Feb 14, 2014
Woke up in a foul mood, which was triggered by my dislike of Valentine's Day - I always would come home empty-handed or with sympathy cards from people who saw I had received nothing while my little sister would come home bogged down with cards, candy, and trinkets. As I got older my boyfriends would celebrate the first Valentine's Day with me and then forget subsequent days... this included my fiance today, who then justified the forgetting with "Valentine's Day defeats the purpose of love - if you celebrate it, you're basically saying every other day of the year means nothing." I was angry and cynical for a while... the severe headache didn't help.
I went downstairs to do the dishes, take my vitamins, and have something to eat. Discovered that Daddy found the Valentine I'd made for him and saw he left me a small note in return, which cheered me up significantly. I further calmed down after a cup of coffee and some cupcakes, and my fiance and I began to banter and chatted via FaceTime for a while before his power abruptly cut out. During his absence, I indulged in a hot shower while listening to Three Days Grace. He returned and we talked until he went to sleep.

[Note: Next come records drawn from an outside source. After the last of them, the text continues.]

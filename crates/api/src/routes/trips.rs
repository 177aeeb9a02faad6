use axum::{
    extract::{Path, Query, State},
    Json,
};
use uuid::Uuid;

use transit_core::SeatHolder;
use transit_db::models::{ScheduledTrip, TripSeat};
use transit_db::queries::trips;
use transit_types::api::trips::{
    AssignCrewRequest, BindSeatLayoutRequest, BlockSeatsRequest, SeatAvailabilityResponse,
    TripDetailResponse, TripResponse, TripSearchQuery, UnblockSeatsRequest,
};
use transit_types::enums::UserRole;
use transit_types::AppError;

use crate::middleware::{require_role, AppState, AuthUser};
use crate::response::{api_error, ApiError};

fn to_trip_response(trip: ScheduledTrip) -> TripResponse {
    TripResponse {
        id: trip.id,
        bus_schedule_id: trip.bus_schedule_id,
        departure_date: trip.departure_date,
        departure_at: trip.departure_at,
        origin: trip.origin,
        destination: trip.destination,
        status: trip.status.parse().unwrap_or_default(),
        seats_available: trip.seats_available,
        seats_total: trip.seats_total,
    }
}

fn to_seat_response(seat: TripSeat) -> SeatAvailabilityResponse {
    SeatAvailabilityResponse {
        seat_id: seat.id,
        seat_number: seat.seat_number,
        seat_type: seat.seat_type.parse().unwrap_or_default(),
        status: seat.status.parse().unwrap_or_default(),
        price: seat.price,
    }
}

/// Public trip search — no auth required, mirrors the bus operator's own
/// listing surface.
pub async fn search_trips(
    State(state): State<AppState>,
    Query(query): Query<TripSearchQuery>,
) -> Result<Json<Vec<TripResponse>>, ApiError> {
    let found = trips::search(
        &state.pool,
        query.origin.as_deref(),
        query.destination.as_deref(),
        query.date,
    )
    .await
    .map_err(|e| api_error(AppError::Internal(e.to_string())))?;

    Ok(Json(found.into_iter().map(to_trip_response).collect()))
}

pub async fn get_trip(
    State(state): State<AppState>,
    Path(trip_id): Path<Uuid>,
) -> Result<Json<TripDetailResponse>, ApiError> {
    let trip = trips::find_by_id(&state.pool, trip_id)
        .await
        .map_err(|e| api_error(AppError::Internal(e.to_string())))?
        .ok_or_else(|| api_error(AppError::NotFound("trip not found".to_string())))?;

    let seats = trips::list_seats_for_trip(&state.pool, trip_id)
        .await
        .map_err(|e| api_error(AppError::Internal(e.to_string())))?;

    Ok(Json(TripDetailResponse {
        trip: to_trip_response(trip),
        seats: seats.into_iter().map(to_seat_response).collect(),
    }))
}

/// Reassigns a trip's driver/conductor. Admin-only — crew assignment is a
/// back-office operation, not something a bus owner self-serves today.
pub async fn assign_crew(
    State(state): State<AppState>,
    AuthUser(user): AuthUser,
    Path(trip_id): Path<Uuid>,
    Json(req): Json<AssignCrewRequest>,
) -> Result<Json<TripResponse>, ApiError> {
    require_role(&user, UserRole::Admin).map_err(api_error)?;

    let trip = state
        .trip_generator()
        .assign_crew(trip_id, req.driver_id, req.conductor_id)
        .await
        .map_err(api_error)?;

    Ok(Json(to_trip_response(trip)))
}

/// Rebinds a trip's seat layout. Admin-only, same reasoning as crew
/// assignment.
pub async fn bind_seat_layout(
    State(state): State<AppState>,
    AuthUser(user): AuthUser,
    Path(trip_id): Path<Uuid>,
    Json(req): Json<BindSeatLayoutRequest>,
) -> Result<Json<Vec<SeatAvailabilityResponse>>, ApiError> {
    require_role(&user, UserRole::Admin).map_err(api_error)?;

    let seats = state
        .trip_generator()
        .bind_layout(trip_id, req.seat_layout_template_id)
        .await
        .map_err(api_error)?;

    Ok(Json(seats.into_iter().map(to_seat_response).collect()))
}

/// Administrative override, not part of the booking flow — pulls seats out
/// of normal availability (spec §4.2 BlockSeats).
pub async fn block_seats(
    State(state): State<AppState>,
    AuthUser(user): AuthUser,
    Json(req): Json<BlockSeatsRequest>,
) -> Result<Json<Vec<SeatAvailabilityResponse>>, ApiError> {
    require_role(&user, UserRole::Admin).map_err(api_error)?;

    let seats = SeatHolder::block(&state.pool, &req.seat_ids)
        .await
        .map_err(api_error)?;

    Ok(Json(seats.into_iter().map(to_seat_response).collect()))
}

/// Reverses `block_seats` (spec §4.2 UnblockSeats).
pub async fn unblock_seats(
    State(state): State<AppState>,
    AuthUser(user): AuthUser,
    Json(req): Json<UnblockSeatsRequest>,
) -> Result<Json<Vec<SeatAvailabilityResponse>>, ApiError> {
    require_role(&user, UserRole::Admin).map_err(api_error)?;

    let seats = SeatHolder::unblock(&state.pool, &req.seat_ids)
        .await
        .map_err(api_error)?;

    Ok(Json(seats.into_iter().map(to_seat_response).collect()))
}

Heard a song from Five Finger Death Punch, "Diary of a Deadman," the lyrics being EXACTLY what I hear in my head when I dissociate or feel extremely depressed/suicidal. I listened to it a few times before I discovered I'd been crying and trying to dissociate. I changed to my driving playlist (my favorite playlist) and proceeded to make supper for Daddy and I - nachos, our current favorite.
Enjoyed having supper with Daddy when he got home from work, but wound up rushing him off to bed because he was sore and tired. After he went to bed, I had a small manic event and cleaned the kitchen (washed the dishes and scrubbed the counters/range) and tended to my laundry. After the mania eased off, I found myself distracted by an old cartoon that I used to enjoy that doesn't come on much anymore.
Overall, today was one of the better Valentine's Days I've had. Stuck Daddy's little note to my bedroom mirror as a reminder that this day isn't always so bad.